High capacitance Co-Co3O4 nanocomposite thin films have been synthesized on nickel foam (NF) using cyclic voltammetry (CV), combination of cyclic voltammetry and potentiostatic (CV PS −1.4 V and CV PS +1 V), and combination of cyclic voltammetry and pulse reverse potential (CV PRP) modes of electrodeposition. X-ray diffraction (XRD) studies reveal the presence of Co and Co3O4 phases for the four electrodeposition modes. The scanning electron microscope (SEM) revealed an interesting morphology correlating the electrochemical and capacitance behavior, while the energy-dispersive X-ray spectroscopy (EDX) spectra confirmed the varying quantities of Co and O in the Co-Co3O4 nanocomposite thin films. The presence of Co-O bonds were also confirmed by the attenuated total reflection-Fourier transform infrared (ATR-FTIR) spectra obtained on these films.
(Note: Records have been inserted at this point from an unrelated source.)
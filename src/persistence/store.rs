//! SQLite-based persistence store

use crate::core::ExecutionStatus;
use crate::persistence::{ExecutionSummary, PersistenceBackend};
use anyhow::{Context, Result};
use chrono::{DateTime, NaiveDateTime, Utc};
use sqlx::sqlite::{SqliteConnectOptions, SqlitePoolOptions, SqliteRow};
use sqlx::{Row, SqlitePool};
use std::path::Path;
use std::str::FromStr;
use uuid::Uuid;

/// SQLite execution store
pub struct SqliteExecutionStore {
    pool: SqlitePool,
}

impl SqliteExecutionStore {
    /// Open (or create) a store at `db_path`
    pub async fn new(db_path: &Path) -> Result<Self> {
        let options = SqliteConnectOptions::new()
            .filename(db_path)
            .create_if_missing(true);
        Self::connect(options).await
    }

    /// Throwaway store, for tests
    pub async fn in_memory() -> Result<Self> {
        let options = SqliteConnectOptions::from_str("sqlite::memory:")?;
        Self::connect(options).await
    }

    /// Store under `<project>/.provision/`
    pub async fn for_project(project_dir: &Path) -> Result<Self> {
        let db_path = super::history_path(project_dir);
        if let Some(parent) = db_path.parent() {
            std::fs::create_dir_all(parent)
                .with_context(|| format!("Failed to create {}", parent.display()))?;
        }
        Self::new(&db_path).await
    }

    /// Read-only view of a project's history, or `None` when nothing was recorded
    ///
    /// Never creates the history directory or database.
    pub async fn open_existing(project_dir: &Path) -> Result<Option<Self>> {
        let db_path = super::history_path(project_dir);
        if !db_path.is_file() {
            return Ok(None);
        }
        let options = SqliteConnectOptions::new()
            .filename(&db_path)
            .create_if_missing(false)
            .read_only(true);
        let pool = Self::pool(options).await?;
        Ok(Some(Self { pool }))
    }

    async fn connect(options: SqliteConnectOptions) -> Result<Self> {
        let store = Self {
            pool: Self::pool(options).await?,
        };
        store.init().await?;

        Ok(store)
    }

    async fn pool(options: SqliteConnectOptions) -> Result<SqlitePool> {
        // One connection: an in-memory database is private to its connection
        SqlitePoolOptions::new()
            .max_connections(1)
            .connect_with(options)
            .await
            .context("Failed to connect to database")
    }

    /// Initialize database schema
    async fn init(&self) -> Result<()> {
        sqlx::query(
            r#"
            CREATE TABLE IF NOT EXISTS executions (
                id TEXT PRIMARY KEY,
                pipeline_name TEXT NOT NULL,
                status TEXT NOT NULL,
                started_at TEXT NOT NULL,
                completed_at TEXT,
                completed_steps INTEGER NOT NULL DEFAULT 0,
                total_steps INTEGER NOT NULL DEFAULT 0,
                failed_step TEXT,
                artifact TEXT,
                created_at TEXT NOT NULL DEFAULT (datetime('now'))
            );

            CREATE INDEX IF NOT EXISTS idx_started_at ON executions(started_at);
            "#,
        )
        .execute(&self.pool)
        .await?;

        Ok(())
    }

    /// Convert DateTime<Utc> to NaiveDateTime for SQLite
    fn to_naive(dt: DateTime<Utc>) -> NaiveDateTime {
        dt.naive_utc()
    }

    /// Convert NaiveDateTime to DateTime<Utc>
    fn from_naive(dt: NaiveDateTime) -> DateTime<Utc> {
        DateTime::from_naive_utc_and_offset(dt, Utc)
    }

    fn parse_status(status: &str) -> ExecutionStatus {
        match status {
            "Running" => ExecutionStatus::Running,
            "Completed" => ExecutionStatus::Completed,
            "Failed" => ExecutionStatus::Failed,
            _ => ExecutionStatus::Pending,
        }
    }

    fn from_row(row: &SqliteRow) -> Result<ExecutionSummary> {
        Ok(ExecutionSummary {
            execution_id: Uuid::parse_str(&row.get::<String, _>("id"))?,
            pipeline_name: row.get("pipeline_name"),
            status: Self::parse_status(&row.get::<String, _>("status")),
            started_at: Self::from_naive(row.get("started_at")),
            completed_at: row
                .get::<Option<NaiveDateTime>, _>("completed_at")
                .map(Self::from_naive),
            completed_steps: row.get::<i64, _>("completed_steps") as usize,
            total_steps: row.get::<i64, _>("total_steps") as usize,
            failed_step: row.get("failed_step"),
            artifact: row.get("artifact"),
        })
    }
}

#[async_trait::async_trait]
impl PersistenceBackend for SqliteExecutionStore {
    async fn save_execution(&self, execution: &ExecutionSummary) -> Result<()> {
        sqlx::query(
            r#"
            INSERT OR REPLACE INTO executions
            (id, pipeline_name, status, started_at, completed_at, completed_steps, total_steps, failed_step, artifact)
            VALUES (?1, ?2, ?3, ?4, ?5, ?6, ?7, ?8, ?9)
            "#,
        )
        .bind(execution.execution_id.to_string())
        .bind(&execution.pipeline_name)
        .bind(format!("{:?}", execution.status))
        .bind(Self::to_naive(execution.started_at))
        .bind(execution.completed_at.map(Self::to_naive))
        .bind(execution.completed_steps as i64)
        .bind(execution.total_steps as i64)
        .bind(&execution.failed_step)
        .bind(&execution.artifact)
        .execute(&self.pool)
        .await
        .context("Failed to save execution")?;

        Ok(())
    }

    async fn load_execution(&self, execution_id: Uuid) -> Result<Option<ExecutionSummary>> {
        let row = sqlx::query(
            r#"
            SELECT id, pipeline_name, status, started_at, completed_at, completed_steps, total_steps, failed_step, artifact
            FROM executions
            WHERE id = ?1
            "#,
        )
        .bind(execution_id.to_string())
        .fetch_optional(&self.pool)
        .await
        .context("Failed to load execution")?;

        row.as_ref().map(Self::from_row).transpose()
    }

    async fn list_recent(&self, limit: usize) -> Result<Vec<ExecutionSummary>> {
        let rows = sqlx::query(
            r#"
            SELECT id, pipeline_name, status, started_at, completed_at, completed_steps, total_steps, failed_step, artifact
            FROM executions
            ORDER BY started_at DESC
            LIMIT ?1
            "#,
        )
        .bind(limit as i64)
        .fetch_all(&self.pool)
        .await
        .context("Failed to list executions")?;

        rows.iter().map(Self::from_row).collect()
    }
}
//! Test: Stub executables are never selected, even when first on PATH

use crate::helpers::*;
use provision::execution::ExecutionEvent;

#[tokio::test]
async fn test_stub_before_real_runtime_is_skipped() {
    let machine = FakeMachine::new().with_runtime();

    let outcome = machine.run().await;

    assert_succeeded(&outcome);
    assert!(!machine.runner.executed(&machine.stub_path()));
    assert!(machine.runner.executed(&machine.runtime_path()));
    assert!(!outcome.remediation_started());

    let probed = outcome.events.iter().find_map(|e| match e {
        ExecutionEvent::ToolProbed {
            tool,
            found,
            rejected,
            ..
        } if tool == "python" => Some((found.clone(), *rejected)),
        _ => None,
    });
    assert_eq!(probed, Some((Some(machine.runtime_path()), 1)));
}

#[tokio::test]
async fn test_only_stub_means_runtime_is_missing() {
    let machine = FakeMachine::new();

    let outcome = machine.run().await;

    assert_succeeded(&outcome);
    assert!(outcome.remediation_started());
    assert_eq!(machine.runner.calls_to("winget").len(), 2, "verify + install");
    assert!(!machine.runner.executed(&machine.stub_path()));
}

#[tokio::test]
async fn test_stub_rule_is_case_insensitive() {
    let machine = FakeMachine::new().with_runtime();
    let mut config = machine.config();
    config.runtime.stub_components = vec!["windowsapps".to_string()];

    let outcome = machine.run_config(&config).await;

    assert_succeeded(&outcome);
    assert!(!machine.runner.executed(&machine.stub_path()));
}

#[tokio::test]
async fn test_prefix_rule_rejects_whole_directory() {
    let machine = FakeMachine::new().with_runtime();
    let mut config = machine.config();
    config.runtime.stub_components.clear();
    config.runtime.stub_prefixes = vec![machine.stubs.to_string_lossy().to_string()];

    let outcome = machine.run_config(&config).await;

    assert_succeeded(&outcome);
    assert!(!machine.runner.executed(&machine.stub_path()));
}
The capacitance values of Co-Co3O4 composite thin films obtained by CV, CV PS −1.4 V, CV PS +1 V, and CV PRP, respectively, were found to be 1661, 1400, 1866, and 2580 F g−1 at an applied current load of 1 A g−1, while the capacitance retentions after 500 cycles under a high current load of 20 A g−1 for the same were 85.8%, 77.8%, 87.1%, and 90.5%, respectively. The high capacitance and their retention of the electrodeposited Co-Co3O4 nanocomposite thin films show potentials as high-performance supercapacitor electrode.